Development of a commercially ready UAV version will be an important stepping stone in transition of the technology from research and experimentation activities towards market readiness, says GFS marketing and business development director David Steel.

Near-term applications being assessed by the firm include agricultural support and civil authority support.

Large cargo-carrying versions would have particular application in environments where the human population lacks establishment infrastructure, says Steel.

This could make the air vehicle type particularly appropriate to countries such as Africa, he argues.

The internal combustion engine-powered prototype will have a payload capacity of around 6kg (13lb), says Hatton.

Flight endurance is estimated at between 30min and 1h.

The air vehicle will be the first internal combustion engine powered craft flown by GFS, with all 30-plus experimental craft built to date being electrically powered.

The company is continuing to work on mini air vehicle designs with a variety of demonstrators being progressively developed to explore more sophisticated indoor flight requirements.

A commercial product optimised for the inspection of large indoor roof areas could be one such application, says Steel.

A civil authority version could fly through underground railway tunnels or mines as part of an emergency response operation, Hatton says.

“Imagine flying one of these down the underground after the 7 July [2005 terrorist] bombings [in London] to find out what was going on.”

The coanda design has a high degree of resilience to impacts against structures, says Hatton, meaning a UAV could be remotely flown considerable distances in completely unknown environments.

GFS plan to mount pilots-view cameras on an existing demonstrator in short weeks to begin to explore the implications of this change in perspective for the operator and the requirements for an operational craft.

That research will also flow into studies GFS is conducting for the US Defence Advanced Research Projects Agency under a contract placed earlier this year to examine indoor flight characteristics of coanda-configuration craft.

That study is due to be completed in the third quarter of this year, with the deliverables comprising data rather than air vehicles, says Hatton.

The indoor designs are also unlikely to see a shift toward a more highly autonomous configuration for the smaller craft as the company works towards market-ready products.

Hatton says the primary interest of potential operators is in an air vehicle that can respond rapidly and in real time to unknown environmental challenges while providing data.

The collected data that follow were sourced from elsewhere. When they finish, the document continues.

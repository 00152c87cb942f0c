//! Dead letter commands.

use anyhow::{Context, Result};
use queuectl_core::JobId;

use super::Store;

pub async fn list(store: &Store) -> Result<()> {
    let jobs = store.open().await?.list_dead_letter_jobs().await?;
    if jobs.is_empty() {
        println!("Dead letter queue is empty.");
    }
    for job in jobs {
        println!(
            "{} - {} - state: {} - attempts: {}",
            job.id, job.command, job.state, job.attempts
        );
    }
    Ok(())
}

pub async fn retry(store: &Store, job_id: &str) -> Result<()> {
    let id: JobId = job_id
        .parse()
        .with_context(|| format!("invalid job id {:?}", job_id))?;
    store.open().await?.resurrect(&id).await?;
    println!("Job {} moved back to pending.", id);
    Ok(())
}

A fully autonomous system capable of performing that same task is unlikely to be able to provide the reaction speeds, he argues.

In contrast, the 1.2m internal combustion-powered prototype will incorporate a waypoint-based navigation system. GFS is working with autopilots sourced from the UK-based Blue Bear Systems Research.

Development of the air vehicle concepts over the past six years has cost £0.5 million ($1 million), including a UK government business research grant of £43,500 in 2002-3.

Hatton says the company’s main challenge is now to successfully make the transition from research and development into full-scale production readiness, including securing of funding.

The class of air vehicles also needs to be better understood to allow for its market acceptance. He says “this is not just a flying saucer. This is a sixth and new way of flying.”